• _PROBLEM TO WORK ON_:
Go over the records and copy every line with the string "ColumnName".

• _SOURCE INFORMATION_:
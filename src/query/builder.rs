//! # SQL Builder
//!
//! Assembles the dynamic statements: distinct-value listings across several
//! layers and GeoJSON feature projections with optional date/attribute
//! filters.
//!
//! Identifiers only enter SQL text through [`TableName`] and [`ColumnName`],
//! always double-quoted. Caller-supplied values are always bind parameters.

use crate::catalog::{ColumnName, TableName};

/// Default page size for feature queries
pub const DEFAULT_LIMIT: i64 = 1000;

/// `json_build_object` takes at most 100 arguments, i.e. 50 key/value pairs.
const MAX_PROPERTY_PAIRS: usize = 50;

const STATE_COLUMN: &str = "state";
const DISTRICT_COLUMN: &str = "district";

/// A value bound to a `$n` placeholder.
#[derive(Debug, Clone, PartialEq, Eq)]
pub enum BindValue {
    Text(String),
    Int(i64),
}

/// Statement text plus its bind values, in placeholder order.
#[derive(Debug, Clone, Default, PartialEq, Eq)]
pub struct SqlQuery {
    pub sql: String,
    pub params: Vec<BindValue>,
}

impl SqlQuery {
    /// Registers a bind value and returns its placeholder.
    fn bind(&mut self, value: BindValue) -> String {
        self.params.push(value);
        format!("${}", self.params.len())
    }
}

/// Quotes an identifier, doubling embedded quotes.
pub fn quote_ident(name: &str) -> String {
    format!("\"{}\"", name.replace('"', "\"\""))
}

/// Quotes a string literal, doubling embedded single quotes.
pub fn quote_literal(value: &str) -> String {
    format!("'{}'", value.replace('\'', "''"))
}

fn qualified(table: &TableName) -> String {
    format!("{}.{}", quote_ident(table.schema()), quote_ident(table.name()))
}

// ==================
// Distinct values
// ==================

/// Attribute listed by a [`DistinctQuery`].
#[derive(Debug, Clone, Copy, PartialEq, Eq)]
pub enum DistinctColumn {
    State,
    District,
}

impl DistinctColumn {
    pub fn as_str(&self) -> &'static str {
        match self {
            DistinctColumn::State => STATE_COLUMN,
            DistinctColumn::District => DISTRICT_COLUMN,
        }
    }
}

/// Sorted distinct non-null values of one attribute across several layers.
#[derive(Debug, Clone)]
pub struct DistinctQuery {
    pub column: DistinctColumn,
    pub sources: Vec<TableName>,
    /// Restricts every source to `state = ?`
    pub state: Option<String>,
}

impl DistinctQuery {
    pub fn states(sources: Vec<TableName>) -> Self {
        Self {
            column: DistinctColumn::State,
            sources,
            state: None,
        }
    }

    pub fn districts(sources: Vec<TableName>, state: Option<String>) -> Self {
        Self {
            column: DistinctColumn::District,
            sources,
            state,
        }
    }

    /// `None` when there are no sources to union.
    pub fn to_sql(&self) -> Option<SqlQuery> {
        if self.sources.is_empty() {
            return None;
        }

        let mut query = SqlQuery::default();
        let column = quote_ident(self.column.as_str());
        let mut subqueries = Vec::with_capacity(self.sources.len());

        for table in &self.sources {
            let mut subquery = format!(
                "SELECT {column}::text AS item FROM {} WHERE {column} IS NOT NULL",
                qualified(table),
            );
            if let Some(state) = &self.state {
                // One copy of the value per subquery
                let placeholder = query.bind(BindValue::Text(state.clone()));
                subquery.push_str(&format!(
                    " AND {} = {}",
                    quote_ident(STATE_COLUMN),
                    placeholder
                ));
            }
            subqueries.push(subquery);
        }

        query.sql = format!(
            "SELECT DISTINCT item FROM ({}) AS items ORDER BY item",
            subqueries.join(" UNION ")
        );
        Some(query)
    }
}

// ==================
// Features
// ==================

/// LIMIT / OFFSET of a feature query.
#[derive(Debug, Clone, Copy, PartialEq, Eq)]
pub struct Page {
    pub limit: i64,
    pub offset: i64,
}

impl Default for Page {
    fn default() -> Self {
        Self {
            limit: DEFAULT_LIMIT,
            offset: 0,
        }
    }
}

/// Inclusive date range on a layer's date column.
#[derive(Debug, Clone)]
pub struct DateRange {
    pub column: ColumnName,
    pub start: String,
    pub end: String,
}

/// Filters of `/api/filter/{table}`.
#[derive(Debug, Clone)]
pub struct FeatureFilter {
    pub date_range: DateRange,
    pub state: Option<String>,
    pub district: Option<String>,
}

/// A page of one layer projected as a GeoJSON FeatureCollection.
#[derive(Debug, Clone)]
pub struct FeatureQuery {
    pub table: TableName,
    pub geometry: ColumnName,
    /// Non-geometry columns, copied into `properties`
    pub columns: Vec<ColumnName>,
    pub filter: Option<FeatureFilter>,
    pub page: Page,
}

impl FeatureQuery {
    pub fn new(table: TableName, geometry: ColumnName, columns: Vec<ColumnName>, page: Page) -> Self {
        Self {
            table,
            geometry,
            columns,
            filter: None,
            page,
        }
    }

    pub fn with_filter(mut self, filter: FeatureFilter) -> Self {
        self.filter = Some(filter);
        self
    }

    /// The `id` column, if the layer has one.
    pub fn id_column(&self) -> Option<&ColumnName> {
        self.columns.iter().find(|column| column.as_str() == "id")
    }

    /// Builds the aggregate statement.
    ///
    /// Rows are paged in a subquery before aggregation. `HAVING count(*) > 0`
    /// makes an empty page return no row instead of a null `features` array.
    pub fn to_sql(&self) -> SqlQuery {
        let mut query = SqlQuery::default();
        let mut rows = format!("SELECT * FROM {}", qualified(&self.table));

        if let Some(filter) = &self.filter {
            let start = query.bind(BindValue::Text(filter.date_range.start.clone()));
            let end = query.bind(BindValue::Text(filter.date_range.end.clone()));
            rows.push_str(&format!(
                " WHERE {}::date BETWEEN {}::date AND {}::date",
                quote_ident(filter.date_range.column.as_str()),
                start,
                end
            ));
            if let Some(state) = &filter.state {
                let placeholder = query.bind(BindValue::Text(state.clone()));
                rows.push_str(&format!(" AND {} = {}", quote_ident(STATE_COLUMN), placeholder));
            }
            if let Some(district) = &filter.district {
                let placeholder = query.bind(BindValue::Text(district.clone()));
                rows.push_str(&format!(
                    " AND {} = {}",
                    quote_ident(DISTRICT_COLUMN),
                    placeholder
                ));
            }
        }

        if let Some(id) = self.id_column() {
            rows.push_str(&format!(" ORDER BY {}", quote_ident(id.as_str())));
        }

        let limit = query.bind(BindValue::Int(self.page.limit));
        let offset = query.bind(BindValue::Int(self.page.offset));
        rows.push_str(&format!(" LIMIT {} OFFSET {}", limit, offset));

        let id = self
            .id_column()
            .map(|column| format!("t.{}", quote_ident(column.as_str())))
            .unwrap_or_else(|| "NULL".to_string());

        query.sql = format!(
            "SELECT json_build_object(\
                'type', 'FeatureCollection', \
                'features', json_agg(json_build_object(\
                    'type', 'Feature', \
                    'geometry', ST_AsGeoJSON(t.{geometry})::json, \
                    'properties', {properties}, \
                    'id', {id}\
                ))\
            ) AS geojson \
            FROM ({rows}) AS t \
            HAVING count(*) > 0",
            geometry = quote_ident(self.geometry.as_str()),
            properties = properties_expr(&self.columns),
        );
        query
    }
}

/// `json_build_object('col', t."col", ...)`, split into `jsonb` chunks
/// joined with `||` past the function argument limit.
fn properties_expr(columns: &[ColumnName]) -> String {
    let chunks: Vec<String> = columns
        .chunks(MAX_PROPERTY_PAIRS)
        .map(|chunk| {
            chunk
                .iter()
                .map(|column| {
                    format!(
                        "{}, t.{}",
                        quote_literal(column.as_str()),
                        quote_ident(column.as_str())
                    )
                })
                .collect::<Vec<_>>()
                .join(", ")
        })
        .collect();

    match chunks.as_slice() {
        [] => "json_build_object()".to_string(),
        [single] => format!("json_build_object({})", single),
        many => format!(
            "({})::json",
            many.iter()
                .map(|chunk| format!("jsonb_build_object({})", chunk))
                .collect::<Vec<_>>()
                .join(" || ")
        ),
    }
}

#[cfg(test)]
mod tests {
    use super::*;
    use crate::catalog::{geometry_column, list_columns, require_table, resolve_column};
    use crate::store::memory::{MemoryCatalog, MemoryProvider, MemoryTable};
    use crate::store::ConnectionProvider;

    fn provider() -> MemoryProvider {
        let wide = (0..120).fold(MemoryTable::new(), |table, i| {
            table.column(&format!("c{}", i), "integer")
        });
        MemoryProvider::new(
            MemoryCatalog::new("public", "geom")
                .with_table(
                    "neinput",
                    MemoryTable::new()
                        .column("id", "integer")
                        .column("inputdate", "date")
                        .column("state", "text")
                        .column("district", "text"),
                )
                .with_table("jkinput", MemoryTable::new().column("district", "text"))
                .with_table("wide", wide),
        )
    }

    async fn feature_query(table: &str) -> FeatureQuery {
        let provider = provider();
        let mut session = provider.connect().await.unwrap();
        let table = require_table(&mut session, table).await.unwrap();
        let geometry = geometry_column(&mut session, &table).await.unwrap();
        let columns = list_columns(&mut session, &table).await.unwrap();
        FeatureQuery::new(table, geometry, columns, Page::default())
    }

    async fn tables(names: &[&str]) -> Vec<TableName> {
        let provider = provider();
        let mut session = provider.connect().await.unwrap();
        let mut tables = Vec::new();
        for name in names {
            tables.push(require_table(&mut session, name).await.unwrap());
        }
        tables
    }

    #[test]
    fn test_quoting() {
        assert_eq!(quote_ident("Layer 1"), "\"Layer 1\"");
        assert_eq!(quote_ident("a\"b"), "\"a\"\"b\"");
        assert_eq!(quote_literal("it's"), "'it''s'");
    }

    #[test]
    fn test_distinct_without_sources() {
        assert!(DistinctQuery::districts(Vec::new(), Some("Assam".into()))
            .to_sql()
            .is_none());
    }

    #[tokio::test]
    async fn test_district_union_binds_state_per_subquery() {
        let query = DistinctQuery::districts(tables(&["neinput", "jkinput"]).await, Some("Assam".into()))
            .to_sql()
            .unwrap();

        assert_eq!(
            query.sql,
            "SELECT DISTINCT item FROM (\
             SELECT \"district\"::text AS item FROM \"public\".\"neinput\" WHERE \"district\" IS NOT NULL AND \"state\" = $1 \
             UNION \
             SELECT \"district\"::text AS item FROM \"public\".\"jkinput\" WHERE \"district\" IS NOT NULL AND \"state\" = $2\
             ) AS items ORDER BY item"
        );
        assert_eq!(
            query.params,
            vec![
                BindValue::Text("Assam".into()),
                BindValue::Text("Assam".into())
            ]
        );
    }

    #[tokio::test]
    async fn test_state_listing_has_no_params() {
        let query = DistinctQuery::states(tables(&["neinput"]).await).to_sql().unwrap();
        assert!(query.sql.contains("SELECT \"state\"::text AS item"));
        assert!(query.params.is_empty());
    }

    #[tokio::test]
    async fn test_unfiltered_feature_query() {
        let query = feature_query("neinput").await;
        let sql = query.to_sql();

        assert!(sql.sql.contains("ST_AsGeoJSON(t.\"geom\")::json"));
        assert!(sql.sql.contains(
            "json_build_object('id', t.\"id\", 'inputdate', t.\"inputdate\", 'state', t.\"state\", 'district', t.\"district\")"
        ));
        assert!(sql.sql.contains("'id', t.\"id\""));
        assert!(sql.sql.contains(
            "FROM (SELECT * FROM \"public\".\"neinput\" ORDER BY \"id\" LIMIT $1 OFFSET $2) AS t"
        ));
        assert!(sql.sql.ends_with("HAVING count(*) > 0"));
        assert_eq!(sql.params, vec![BindValue::Int(1000), BindValue::Int(0)]);
    }

    #[tokio::test]
    async fn test_filtered_feature_query_appends_optional_clauses() {
        let provider = provider();
        let mut session = provider.connect().await.unwrap();
        let base = feature_query("neinput").await;
        let date_column = resolve_column(&mut session, &base.table, "inputdate")
            .await
            .unwrap()
            .unwrap();

        let query = base
            .with_filter(FeatureFilter {
                date_range: DateRange {
                    column: date_column,
                    start: "2024-01-01".into(),
                    end: "2024-12-31".into(),
                },
                state: None,
                district: Some("Kohima".into()),
            })
            .to_sql();

        assert!(query.sql.contains(
            "WHERE \"inputdate\"::date BETWEEN $1::date AND $2::date AND \"district\" = $3 ORDER BY \"id\" LIMIT $4 OFFSET $5"
        ));
        assert!(!query.sql.contains("\"state\" = $"));
        assert_eq!(
            query.params,
            vec![
                BindValue::Text("2024-01-01".into()),
                BindValue::Text("2024-12-31".into()),
                BindValue::Text("Kohima".into()),
                BindValue::Int(1000),
                BindValue::Int(0),
            ]
        );
    }

    #[tokio::test]
    async fn test_values_never_interpolated() {
        let provider = provider();
        let mut session = provider.connect().await.unwrap();
        let base = feature_query("neinput").await;
        let date_column = resolve_column(&mut session, &base.table, "inputdate")
            .await
            .unwrap()
            .unwrap();
        let hostile = "x'; DROP TABLE neinput; --".to_string();

        let query = base
            .with_filter(FeatureFilter {
                date_range: DateRange {
                    column: date_column,
                    start: "2024-01-01".into(),
                    end: "2024-12-31".into(),
                },
                state: Some(hostile.clone()),
                district: Some(hostile.clone()),
            })
            .to_sql();

        assert!(!query.sql.contains("DROP TABLE"));
        assert!(query.params.contains(&BindValue::Text(hostile)));
    }

    #[tokio::test]
    async fn test_table_without_id_uses_null() {
        let sql = feature_query("jkinput").await.to_sql().sql;
        assert!(sql.contains("'id', NULL"));
        assert!(!sql.contains("ORDER BY"));
    }

    #[tokio::test]
    async fn test_wide_tables_are_chunked() {
        let sql = feature_query("wide").await.to_sql().sql;
        assert_eq!(sql.matches("jsonb_build_object(").count(), 3);
        assert!(sql.contains(")::json, 'id', NULL"));
        assert!(sql.contains("'c119', t.\"c119\""));
    }
}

• _ANSWER BOX_:
//! Identifiers only enter SQL text through [`TableName`] and [`ColumnName`],
use crate::catalog::{ColumnName, TableName};
    pub column: ColumnName,
    pub geometry: ColumnName,
    pub columns: Vec<ColumnName>,
    pub fn new(table: TableName, geometry: ColumnName, columns: Vec<ColumnName>, page: Page) -> Self {
    pub fn id_column(&self) -> Option<&ColumnName> {
fn properties_expr(columns: &[ColumnName]) -> String {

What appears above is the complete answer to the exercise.